Ostatnią podgrupą są pociski wyposażone w dopalacz rakietowy takie jak M549A1 umożliwiające rażenie celów nawet na dystansie 50-60 km. Zostało to osiągnięte poprzez dodanie do pocisku silnika rakietowego wraz z paliwem, który po wystrzeleniu z lufy pracuje przez parę sekund, dodatkowo rozpędzając pocisk. Ceną jest jednak mniejsza siła rażenia, ponieważ dodatkowe miejsce pozyskano kosztem zmniejszenia ładunku trotylu. W przypadku pocisków M549A1 jest to 6,8 kg, ale w konkurencyjnych pociskach jest to zbliżona wartość.

Wyspecjalizowane pociski dalekiego zasięgu

Najsłynniejszym przykładem są kierowane pociski M982 Excalibur, które mimo mniejszego ładunku trotylu mają być w teorii niezwykle skuteczne ze względu na celność rzędu paru metrów. Ta jest osiągana dzięki modułowi nawigacji GPS i wysuwanym powierzchniom sterowym, ale po początkowym sukcesie te kosztujące 100 tys. dolarów za sztukę pociski stały się bezużyteczne po tym, jak Rosjanie opanowali zagłuszanie sygnału GPS.

Lepiej wygląda tutaj włosko-niemiecki pomysł podkalibrowych pocisków Vulcano 155 GLR, które poza nawigacją satelitarną mogą być naprowadzane za pomocą odbitej wiązki lasera.

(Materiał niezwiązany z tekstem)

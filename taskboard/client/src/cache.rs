use std::collections::HashMap;
use taskboard_core::api::TaskJson;

/// Identifies one cached query result.
#[derive(Debug, Clone, PartialEq, Eq, Hash)]
pub enum CacheKey {
    /// Result of listing tasks with the given search term.
    TaskList { search: String },
}

impl CacheKey {
    pub fn task_list(search: impl Into<String>) -> Self {
        CacheKey::TaskList {
            search: search.into(),
        }
    }
}

/// Client-side copy of list results. Never authoritative.
///
/// Invalidation rule: any mutation drops every task-list entry, whatever
/// its search term.
#[derive(Debug, Default)]
pub struct TaskCache {
    entries: HashMap<CacheKey, Vec<TaskJson>>,
}

impl TaskCache {
    pub fn new() -> Self {
        Self::default()
    }

    pub fn get(&self, key: &CacheKey) -> Option<&[TaskJson]> {
        self.entries.get(key).map(Vec::as_slice)
    }

    pub fn insert(&mut self, key: CacheKey, tasks: Vec<TaskJson>) {
        self.entries.insert(key, tasks);
    }

    /// Applies the invalidation rule after a create, update, delete or status change.
    pub fn invalidate_mutation(&mut self) {
        self.entries
            .retain(|key, _| !matches!(key, CacheKey::TaskList { .. }));
    }

    pub fn len(&self) -> usize {
        self.entries.len()
    }

    pub fn is_empty(&self) -> bool {
        self.entries.is_empty()
    }
}
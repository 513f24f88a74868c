use axum::Router;
use axum::http::{Method, header};
use migration::MigratorTrait;
use std::sync::Arc;
use tower::ServiceBuilder;
use tower_http::cors::{Any, CorsLayer};
use tower_http::trace::TraceLayer;

use crate::config::Config;
use crate::db;
use crate::task::api::v1::{TaskState, create_api_router};

/// Builds the application router around an already opened connection pool.
pub fn build_router(db: Arc<sea_orm::DatabaseConnection>) -> Router {
    let task_state = Arc::new(TaskState { db });

    Router::new()
        .route("/health", axum::routing::get(health_check_handler))
        .merge(create_api_router(task_state))
        .layer(
            ServiceBuilder::new()
                .layer(TraceLayer::new_for_http())
                .layer(
                    CorsLayer::new()
                        .allow_origin(Any)
                        .allow_methods([
                            Method::GET,
                            Method::POST,
                            Method::PUT,
                            Method::PATCH,
                            Method::DELETE,
                        ])
                        .allow_headers([header::CONTENT_TYPE]),
                ),
        )
}

#[tracing::instrument(skip(config))]
pub async fn start_web_server(config: Config) -> anyhow::Result<()> {
    let db = db::connect(&config).await?;
    migration::Migrator::up(&db, None).await?;
    tracing::info!("Database migrations applied successfully");

    let server_address = format!("0.0.0.0:{}", &config.port);
    let listener = tokio::net::TcpListener::bind(&server_address).await?;
    tracing::info!("Web server running on http://{}", server_address);

    let app = build_router(Arc::new(db));
    axum::serve(listener, app).await?;
    Ok(())
}

#[tracing::instrument]
pub async fn health_check_handler() -> &'static str {
    "OK"
}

Pozwala to na zapewnienie precyzji poniżej trzech metrów nawet wobec ruchomych celów w każdych warunkach. Warunkiem jest jednak obecność w pobliżu celu np. drona oświetlającego cel wiązką lasera.

Ponadto pociski Vulcano GLR to unikatowa konstrukcja podkalibrowa, gdzie pocisk jest mniejszej średnicy niż kaliber lufy, z której jest wystrzeliwany. Jest on umieszczony w odrzucanym po strzale sabocie. Taka konstrukcja pozwalała zaprojektować pocisk o dużo lepszej aerodynamice, co przekłada się na zasięg rzędu 70-80 km.

Inteligentna przeciwpancerna amunicja artyleryjska

Ponadto Ukraina otrzymała inteligentne pociski samodzielnie wyszukujące czołgi i inne pojazdy opancerzone. Mowa tutaj o niemieckich pociskach SMArt 155 i francuskich Bonus. Każdy z nich zawiera dwa podpociski, które są wypuszczane nad miejscem spodziewanej obecności sprzętu przeciwnika.

Zawierają one komplet sensorów w postaci np. kamery termowizyjnej widzącej termiczny obraz celu i lidaru do pomiaru odległości. Po poprawnym znalezieniu i zidentyfikowaniu obiektu jako cel wojskowy przez algorytmy komputera pokładowego podpocisk opada nad cel i detonuje głowicę EFP przebijającą ponad 100 mm stali pancernej. Załogi tylko paru armatohaubic PzH-2000 za ich pomocą zniszczyły dziesiątki rosyjskiego sprzętu pancernego. Zasięg tych pocisków w przypadku niemieckiego SMArt 155 ma wynosić 28 km, a dla francuskiego Bonusa 35 km.